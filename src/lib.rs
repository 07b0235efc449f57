//! # Rusty CFO
//!
//! A conversational front-end over spreadsheet and PDF reports: uploaded
//! files are read into tables, the tables are unified, their columns are
//! classified into financial roles, and simple metrics are derived. Questions
//! are answered with canned findings where possible, phrased by a remote
//! text-completion service, and otherwise sent to that service with the
//! metrics as context.
//!
//! ## Pipeline
//!
//! - [`reader`]: `.xlsx`, `.xlsm`, `.xlam`, `.ods` and `.pdf` files into raw tables and text
//! - [`table`]: the table model and the unifier
//! - [`classify`]: revenue, cost, quantity, product, date and client columns
//! - [`metrics`]: derived profit, totals and top-N products
//! - [`responder`]: intents, prompts and answers
//! - [`analysis`]: the stages above, run once per set of uploads
pub mod analysis;
pub mod classify;
pub mod cli;
pub mod config;
pub mod error;
pub mod llm;
pub mod metrics;
pub mod reader;
pub mod render;
pub mod responder;
pub mod table;

mod helpers;
mod pdf;
mod spreadsheet;

pub use spreadsheet::criteria::Criteria;

use crate::analysis::Analysis;
use crate::cli::AskArgs;
use crate::cli::Cli;
use crate::cli::Commands;
use crate::cli::InputArgs;
use crate::config::Config;
use crate::llm::OpenAiClient;
use crate::reader::read_files;
use crate::reader::Upload;
use crate::render::render_preview;
use crate::render::render_report;
use crate::render::render_table;
use crate::responder::QueryResponder;
use anyhow::Context;
use anyhow::Result;
use clap::Parser;
use log::debug;
use log::info;
use log::warn;
use log::LevelFilter;
use std::env;
use std::io::BufRead;
use std::sync::OnceLock;

static LOGGER: OnceLock<()> = OnceLock::new();

fn init_logging() {
    LOGGER.get_or_init(|| {
        let mut builder = env_logger::Builder::from_env(env_logger::Env::default());
        if env::var("RUST_LOG").is_err() {
            builder.filter_module("rusty_cfo", LevelFilter::Info);
        }
        let _ = builder.format_timestamp_millis().try_init();
    });
}

pub fn run() -> Result<()> {
    init_logging();
    let cli = Cli::parse();
    match cli.command {
        Commands::Summary(args) => handle_summary(&args),
        Commands::Ask(args) => handle_ask(&args),
    }
}

fn handle_summary(args: &InputArgs) -> Result<()> {
    let analysis = load_analysis(args)?;
    print!("{}", render_analysis(&analysis, args.preview_rows));
    Ok(())
}

fn handle_ask(args: &AskArgs) -> Result<()> {
    let config = Config::from_env()
        .and_then(|config| config.with_overrides(args.model.clone(), args.temperature))
        .context("Loading configuration")?;
    info!("Answering with model '{}' at temperature {}", config.model, config.temperature);

    let analysis = load_analysis(&args.input)?;
    print!("{}", render_analysis(&analysis, args.input.preview_rows));

    let client = OpenAiClient::new(&config).context("Creating the completion client")?;
    let responder = QueryResponder::new(&client, config.model.clone(), config.temperature);
    let questions = if args.questions.is_empty() {
        read_questions(std::io::stdin().lock()).context("Reading questions from stdin")?
    } else {
        args.questions.clone()
    };

    for question in questions {
        println!();
        println!("Q: {question}");
        let answer = analysis.answer(&question, &responder);
        if let Some(finding) = &answer.finding {
            println!("{finding}");
        }
        match answer.reply {
            Ok(reply) => println!("{reply}"),
            Err(error) => eprintln!("error: {error}"),
        }
    }
    Ok(())
}

/// Questions one per line, up to end of input or the first empty line
fn read_questions<R: BufRead>(input: R) -> std::io::Result<Vec<String>> {
    let mut questions = Vec::new();
    for line in input.lines() {
        let line = line?;
        let question = line.trim();
        if question.is_empty() {
            break;
        }
        questions.push(question.to_owned());
    }
    Ok(questions)
}

fn load_analysis(args: &InputArgs) -> Result<Analysis> {
    let criteria = if args.sheets.is_empty() {
        Criteria::default()
    } else {
        Criteria::from_globs(&args.sheets)
            .with_context(|| format!("Parsing sheet patterns {:?}", args.sheets))?
    };

    let mut uploads = Vec::with_capacity(args.files.len());
    let mut failures = Vec::new();
    for path in &args.files {
        match Upload::from_path(path) {
            Ok(upload) => uploads.push(upload),
            Err(error) => {
                warn!("Skipping {}: {}", path.display(), error);
                failures.push((path.display().to_string(), error));
            }
        }
    }
    debug!("{} file(s) loaded into memory", uploads.len());

    let mut ingest = read_files(uploads, &criteria);
    failures.append(&mut ingest.failures);
    ingest.failures = failures;
    Ok(Analysis::build(ingest))
}

fn render_analysis(analysis: &Analysis, preview_rows: usize) -> String {
    let mut sections = Vec::new();
    if !analysis.failures.is_empty() {
        let headers = vec!["File".to_owned(), "Error".to_owned()];
        let rows = analysis
            .failures
            .iter()
            .map(|(name, error)| vec![name.to_owned(), error.to_string()])
            .collect::<Vec<_>>();
        sections.push(format!("Skipped files\n{}", render_table(&headers, &rows)));
    }
    match &analysis.table {
        Some(table) => {
            sections.push(format!(
                "Data preview ({} row(s), {} column(s))\n{}",
                table.len(),
                table.columns.len(),
                render_preview(table, preview_rows)
            ));
            let roles = analysis
                .roles
                .iter()
                .map(|(role, label)| format!("{role}={label}"))
                .collect::<Vec<_>>();
            if !roles.is_empty() {
                sections.push(format!("Columns: {}\n", roles.join(", ")));
            }
            let report = render_report(&analysis.metrics);
            if !report.is_empty() {
                sections.push(report);
            }
        }
        None => sections.push(format!(
            "No tables found; {} character(s) of text extracted\n",
            analysis.raw_text.chars().count()
        )),
    }
    sections.join("\n")
}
□ □ □ □
What the exercise asks =
Search the data for the string "reply" and copy each line where it appears.

Result of this exercise =
        match answer.reply {
            Ok(reply) => println!("{reply}"),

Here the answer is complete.